As mentioned above, at the entrance and exit place of constraint runner 6 difference setting pressure sensor, obtain the pressure value at entrance and exit place.At runner exit the flow value that flowmeter obtains abrasive Flow is installed.At top cover 1 vibrating sensor is installed, signal by filter, is obtained real-time vibration signal through Numerical Methods such as FFT again.

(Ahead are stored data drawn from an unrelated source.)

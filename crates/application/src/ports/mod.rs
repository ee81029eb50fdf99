//! Port definitions (interfaces)
//!
//! Ports define the boundaries between the login flow and external systems.
//! Each port is a trait that can be implemented by adapters in the infrastructure layer.

mod approver;
mod cancellation;
mod transport;

pub use approver::{ApprovalRequest, Approver};
pub use cancellation::{CancellationReceiver, CancellationToken};
pub use transport::{Parameters, Transport, TransportError};
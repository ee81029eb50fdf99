//! Service settings for the login handshake.

use serde::{Deserialize, Serialize};
use url::Url;

use crate::auth::AuthorizationPage;
use crate::error::{DomainError, DomainResult};

/// Default REST API root.
pub const DEFAULT_API_BASE_URL: &str = "https://api.themoviedb.org/3";

/// Default page where a human approves a request token.
pub const DEFAULT_AUTHORIZATION_BASE_URL: &str = "https://www.themoviedb.org/authenticate/";

/// Default per-request timeout.
pub const DEFAULT_TIMEOUT_MS: u64 = 30_000;

/// Where and how to reach the service.
#[derive(Clone, PartialEq, Eq, Serialize, Deserialize)]
#[serde(default)]
pub struct AuthSettings {
    /// REST API root; endpoint paths are appended to it.
    pub api_base_url: String,
    /// Approval page root; the request token is appended to it.
    pub authorization_base_url: String,
    /// API key sent with every call.
    pub api_key: String,
    /// Per-request timeout in milliseconds.
    pub timeout_ms: u64,
}

impl Default for AuthSettings {
    fn default() -> Self {
        Self {
            api_base_url: DEFAULT_API_BASE_URL.to_string(),
            authorization_base_url: DEFAULT_AUTHORIZATION_BASE_URL.to_string(),
            api_key: String::new(),
            timeout_ms: DEFAULT_TIMEOUT_MS,
        }
    }
}

impl std::fmt::Debug for AuthSettings {
    fn fmt(&self, f: &mut std::fmt::Formatter<'_>) -> std::fmt::Result {
        f.debug_struct("AuthSettings")
            .field("api_base_url", &self.api_base_url)
            .field("authorization_base_url", &self.authorization_base_url)
            .field("api_key", &if self.api_key.is_empty() { "" } else { "<redacted>" })
            .field("timeout_ms", &self.timeout_ms)
            .finish()
    }
}

impl AuthSettings {
    /// Create settings with the default URLs and the given API key.
    #[must_use]
    pub fn with_api_key(api_key: impl Into<String>) -> Self {
        Self {
            api_key: api_key.into(),
            ..Self::default()
        }
    }

    /// Parse the approval page root.
    ///
    /// # Errors
    ///
    /// Returns `DomainError::InvalidUrl` if the URL is unusable.
    pub fn authorization_page(&self) -> DomainResult<AuthorizationPage> {
        AuthorizationPage::parse(&self.authorization_base_url)
    }

    /// Check that both URLs parse and an API key is present.
    ///
    /// # Errors
    ///
    /// Returns `InvalidUrl` or `MissingSetting` for the first problem found.
    pub fn validate(&self) -> DomainResult<()> {
        let url = &self.api_base_url;
        let parsed = Url::parse(url).map_err(|e| DomainError::InvalidUrl(format!("{e}: {url}")))?;
        if !matches!(parsed.scheme(), "http" | "https") {
            return Err(DomainError::InvalidUrl(format!(
                "URL must start with http:// or https://: {url}"
            )));
        }
        self.authorization_page()?;
        if self.api_key.trim().is_empty() {
            return Err(DomainError::MissingSetting("api_key"));
        }
        if self.timeout_ms == 0 {
            return Err(DomainError::MissingSetting("timeout_ms"));
        }
        Ok(())
    }
}
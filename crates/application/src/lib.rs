//! Reelpass Application - Use cases and ports
//!
//! This crate defines the application layer with:
//! - Port traits (interfaces for the transport and the approval step)
//! - The login handshake use case

pub mod auth;
pub mod ports;

pub use auth::AuthenticationFlow;
pub use ports::{
    ApprovalRequest, Approver, CancellationReceiver, CancellationToken, Parameters, Transport,
    TransportError,
};
//! Google Calendar Provider implementation
//!
//! This module contains the main provider implementation that communicates
//! with the Calendar API to manage events.

use std::sync::Arc;

use calform_core::provider::{ProviderError, ProviderResult};
use calform_core::resource::{Resource, ResourceId, State};
use log::{debug, info};

use crate::api::Event;
use crate::auth::{Credentials, TokenSource};
use crate::client::{CalendarClient, MutationOptions};
use crate::config::ProviderConfig;
use crate::error::ClientError;
use crate::event::{build_event, read_event};
use crate::model::EventModel;
use crate::resources::{CALENDAR_ID, schema_config};
use crate::schemas::GoogleCalendarSchemaConfig;

/// Google Calendar Provider
#[derive(Debug, Clone)]
pub struct GoogleCalendarProvider {
    client: Arc<CalendarClient>,
    calendar_id: String,
}

impl GoogleCalendarProvider {
    /// Build an authenticated provider from its configuration
    ///
    /// Fails if no credentials can be found or they cannot be used. Tokens are
    /// fetched on first use.
    pub fn from_config(config: &ProviderConfig) -> ProviderResult<Self> {
        let resolved = config.resolve_credentials().map_err(configuration_error)?;
        debug!("using credentials from {}", resolved.source);
        let credentials = Credentials::from_json(&resolved.json).map_err(configuration_error)?;

        let http = reqwest::Client::builder()
            .user_agent(config.user_agent())
            .build()
            .map_err(|e| configuration_error(ClientError::Transport(e)))?;
        let tokens =
            TokenSource::from_credentials(credentials, http.clone()).map_err(configuration_error)?;

        Ok(Self::with_client(Arc::new(CalendarClient::new(http, tokens))))
    }

    /// Provider around an existing client
    pub fn with_client(client: Arc<CalendarClient>) -> Self {
        Self {
            client,
            calendar_id: CALENDAR_ID.to_string(),
        }
    }

    // =========================================================================
    // Resource Operations
    // =========================================================================

    /// Create an event and return its state from the insert response
    pub async fn create_resource(&self, resource: Resource) -> ProviderResult<State> {
        let model = self.desired_model(&resource)?;
        let event = build_event(&model, Event::default());

        let created = self
            .client
            .insert_event(
                &self.calendar_id,
                &event,
                MutationOptions::new(model.send_notifications),
            )
            .await
            .map_err(|e| remote_error("create", None, e).for_resource(resource.id.clone()))?;

        let identifier = created.id.clone().ok_or_else(|| {
            ProviderError::remote("Created event has no id").for_resource(resource.id.clone())
        })?;
        info!("created event {} for {}", identifier, resource.id.name);

        let model = read_event(&model, &created);
        Ok(State::existing(resource.id, model.to_attributes()).with_identifier(identifier))
    }

    /// Refresh an event from the remote service
    ///
    /// A missing event is reported as an error like any other failure.
    pub async fn read_resource(&self, current: &State) -> ProviderResult<State> {
        let id = current.id.clone();
        self.check_resource_type(&id)?;

        let Some(identifier) = current.identifier.as_deref() else {
            return Ok(State::not_found(id));
        };

        let prior = EventModel::from_attributes(&current.attributes)
            .map_err(|e| e.for_resource(id.clone()))?;
        let event = self
            .client
            .get_event(&self.calendar_id, identifier)
            .await
            .map_err(|e| remote_error("read", Some(identifier), e).for_resource(id.clone()))?;

        let model = read_event(&prior, &event);
        Ok(State::existing(id, model.to_attributes()).with_identifier(identifier))
    }

    /// Update an event in place
    ///
    /// The current remote event is fetched first so fields not modelled
    /// here, and remote-managed attendee fields, are written back unchanged.
    pub async fn update_resource(&self, from: &State, to: Resource) -> ProviderResult<State> {
        let identifier = require_identifier(from)?;
        let model = self.desired_model(&to)?;

        let remote = self
            .client
            .get_event(&self.calendar_id, identifier)
            .await
            .map_err(|e| remote_error("read", Some(identifier), e).for_resource(to.id.clone()))?;

        let event = build_event(&model, remote);
        let updated = self
            .client
            .update_event(
                &self.calendar_id,
                identifier,
                &event,
                MutationOptions::new(model.send_notifications),
            )
            .await
            .map_err(|e| remote_error("update", Some(identifier), e).for_resource(to.id.clone()))?;
        info!("updated event {} for {}", identifier, to.id.name);

        let model = read_event(&model, &updated);
        Ok(State::existing(to.id, model.to_attributes()).with_identifier(identifier))
    }

    /// Delete an event, notifying attendees per the prior state
    pub async fn delete_resource(&self, current: &State) -> ProviderResult<()> {
        let identifier = require_identifier(current)?;
        self.check_resource_type(&current.id)?;

        let send_notifications = current
            .attributes
            .get("send_notifications")
            .and_then(|v| v.as_bool())
            .unwrap_or(true);

        self.client
            .delete_event(&self.calendar_id, identifier, send_notifications)
            .await
            .map_err(|e| {
                remote_error("delete", Some(identifier), e).for_resource(current.id.clone())
            })?;
        info!("deleted event {} for {}", identifier, current.id.name);
        Ok(())
    }

    // =========================================================================
    // Helpers
    // =========================================================================

    fn check_resource_type(&self, id: &ResourceId) -> ProviderResult<GoogleCalendarSchemaConfig> {
        schema_config(&id.resource_type).ok_or_else(|| {
            ProviderError::new(format!("Unknown resource type: {}", id.resource_type))
                .for_resource(id.clone())
        })
    }

    /// Validate a desired configuration and fill in defaults
    fn desired_model(&self, resource: &Resource) -> ProviderResult<EventModel> {
        let config = self.check_resource_type(&resource.id)?;

        config
            .schema
            .validate(&resource.attributes)
            .map_err(|errors| {
                ProviderError::from_type_errors(&errors).for_resource(resource.id.clone())
            })?;

        let mut attributes = resource.attributes.clone();
        config.schema.apply_defaults(&mut attributes);
        EventModel::from_attributes(&attributes).map_err(|e| e.for_resource(resource.id.clone()))
    }
}

fn require_identifier(state: &State) -> ProviderResult<&str> {
    state.identifier.as_deref().ok_or_else(|| {
        ProviderError::new("Event has no identifier").for_resource(state.id.clone())
    })
}

fn configuration_error(err: ClientError) -> ProviderError {
    ProviderError::configuration(err.to_string()).with_cause(err)
}

fn remote_error(verb: &str, identifier: Option<&str>, err: ClientError) -> ProviderError {
    let message = match identifier {
        Some(identifier) => format!("Could not {} event {}: {}", verb, identifier, err),
        None => format!("Could not {} event: {}", verb, err),
    };
    ProviderError::remote(message).with_cause(err)
}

Will be implemented in reference to figure 1 ~ Fig. 3 and to load ultrasonic wave excitation in the soft abrasive fluid, the utility model has designed corresponding charger.Its device comprises that constraint runner base 3(is workpiece to be processed), top cover 1, constraints module 2, supersonic generator and transducing head thereof.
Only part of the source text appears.